Il y a quelques années, en effet, la Classe a reçu de lui une importante étude de législation comparée et d'histoire juridique, en plusieurs volumes, sur les droits de succession du conjoint survivant, avec des projets de réforme beau livre, d'une vaste érudition et d'une grande richesse de renseignements bibliographiques, sur lequel je me propose d'attirer un jour d'une façon plus digne l'attention de la Classe des lettres. ALPH. RIVIER.

Dans la séance du mois d'août 1883 et dans celle du mois de mai 1884, j'ai eu l'honneur de présenter à la Classe des lettres deux volumes d'Études historiques sur le comté de Savoie et le marquisat en Italie, dus à un diplo inate érudit et patriote qui compte en Belgique de nombreux amis, M. le comte Albert de Gerbaix de Sonnaz.

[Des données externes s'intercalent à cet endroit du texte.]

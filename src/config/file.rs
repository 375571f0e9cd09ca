//! Configuration file loading and discovery.
//!
//! Supports loading configuration from YAML files with automatic discovery.

use super::types::AppConfig;
use std::path::{Path, PathBuf};

// ============================================================================
// Configuration File Discovery
// ============================================================================

/// Standard config file names to search for.
pub const CONFIG_FILE_NAMES: &[&str] = &[
    ".notice-gen.yaml",
    ".notice-gen.yml",
    "notice-gen.yaml",
    "notice-gen.yml",
];

/// Discover a config file by searching standard locations.
///
/// Search order:
/// 1. Explicit path if provided
/// 2. Project root
/// 3. Current directory
/// 4. User config directory (~/.config/notice-gen/)
#[must_use]
pub fn discover_config_file(explicit_path: Option<&Path>, root: &Path) -> Option<PathBuf> {
    if let Some(path) = explicit_path {
        return Some(path.to_path_buf());
    }

    search_dirs(root)
        .into_iter()
        .find_map(|dir| find_config_in_dir(&dir))
}

/// Directories searched for a config file, in order.
#[must_use]
pub fn search_dirs(root: &Path) -> Vec<PathBuf> {
    let mut candidates = vec![root.to_path_buf()];
    if let Ok(cwd) = std::env::current_dir()
        && cwd != root
    {
        candidates.push(cwd);
    }
    if let Some(config_dir) = dirs::config_dir() {
        candidates.push(config_dir.join("notice-gen"));
    }
    candidates
}

/// Find a config file in a specific directory.
fn find_config_in_dir(dir: &Path) -> Option<PathBuf> {
    CONFIG_FILE_NAMES
        .iter()
        .map(|name| dir.join(name))
        .find(|path| path.is_file())
}

/// Find the git work-tree root by walking up from `start`.
#[must_use]
pub fn find_git_root(start: &Path) -> Option<PathBuf> {
    let mut current = start;
    loop {
        if current.join(".git").exists() {
            return Some(current.to_path_buf());
        }
        current = current.parent()?;
    }
}

/// Default project root: the enclosing git work tree, else the current directory.
pub fn default_project_root() -> std::io::Result<PathBuf> {
    let cwd = std::env::current_dir()?;
    Ok(find_git_root(&cwd).unwrap_or(cwd))
}

// ============================================================================
// Configuration File Loading
// ============================================================================

/// Error type for config file operations.
#[derive(Debug)]
pub enum ConfigFileError {
    /// File not found
    NotFound(PathBuf),
    /// IO error reading file
    Io(std::io::Error),
    /// YAML parsing error
    Parse(serde_yaml::Error),
}

impl std::fmt::Display for ConfigFileError {
    fn fmt(&self, f: &mut std::fmt::Formatter<'_>) -> std::fmt::Result {
        match self {
            Self::NotFound(path) => {
                write!(f, "Config file not found: {}", path.display())
            }
            Self::Io(e) => write!(f, "Failed to read config file: {e}"),
            Self::Parse(e) => write!(f, "Failed to parse config file: {e}"),
        }
    }
}

impl std::error::Error for ConfigFileError {
    fn source(&self) -> Option<&(dyn std::error::Error + 'static)> {
        match self {
            Self::NotFound(_) => None,
            Self::Io(e) => Some(e),
            Self::Parse(e) => Some(e),
        }
    }
}

impl From<std::io::Error> for ConfigFileError {
    fn from(err: std::io::Error) -> Self {
        Self::Io(err)
    }
}

impl From<serde_yaml::Error> for ConfigFileError {
    fn from(err: serde_yaml::Error) -> Self {
        Self::Parse(err)
    }
}

/// Load an `AppConfig` from a YAML file.
pub fn load_config_file(path: &Path) -> Result<AppConfig, ConfigFileError> {
    if !path.exists() {
        return Err(ConfigFileError::NotFound(path.to_path_buf()));
    }

    let content = std::fs::read_to_string(path)?;
    if content.trim().is_empty() {
        return Ok(AppConfig::default());
    }
    let config: AppConfig = serde_yaml::from_str(&content)?;
    Ok(config)
}

/// Load config from the discovered file, or return defaults.
///
/// An explicitly requested file that cannot be loaded is an error; a
/// discovered file that fails to parse is reported and ignored.
pub fn load_or_default(
    explicit_path: Option<&Path>,
    root: &Path,
) -> Result<(AppConfig, Option<PathBuf>), ConfigFileError> {
    let Some(path) = discover_config_file(explicit_path, root) else {
        return Ok((AppConfig::default(), None));
    };

    match load_config_file(&path) {
        Ok(config) => Ok((config, Some(path))),
        Err(e) if explicit_path.is_some() => Err(e),
        Err(e) => {
            tracing::warn!("Failed to load config from {}: {}", path.display(), e);
            Ok((AppConfig::default(), None))
        }
    }
}

// ============================================================================
// Example Config Generation
// ============================================================================

/// Generate a commented example config with all options.
#[must_use]
pub fn generate_full_example_config() -> String {
    r"# notice-gen configuration
# =========================
#
# Place this file at .notice-gen.yaml in the project root, or at
# ~/.config/notice-gen/notice-gen.yaml for a user-wide default.
# CLI arguments always override file settings.

# Generated output, relative to the project root
output:
  notices_file: THIRD_PARTY_NOTICES.md
  licenses_dir: LICENSES

# Project manifests scanned for PackageReference items
manifests:
  # Searched recursively
  dir: src
  extension: .csproj

# Vendored code: each immediate subdirectory is one component
bundled:
  dir: third_party

# Package registry
registry:
  base_url: https://api.nuget.org/v3-flatcontainer
  # Per-request timeout in seconds (1-300)
  timeout_secs: 20
  # user_agent: my-org-notices/1.0
"
    .to_string()
}

// ============================================================================
// Tests
// ============================================================================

Dix années se sont écoulées depuis lors, durant lesquelles M. le comte de Sonnaz a constamment servi son pays, d'abord en qualité d'agent italien auprès du prince de Bulgarie, puis, depuis peu, dans ses fonctions actuelles de ministre à La Haye. Ceci explique suffisamment l'intervalle considérable qui sépare la publication des deux premiers volumes de celle du troisième, dont je viens faire hommage à la Classe des Lettres, au nom de l'auteur.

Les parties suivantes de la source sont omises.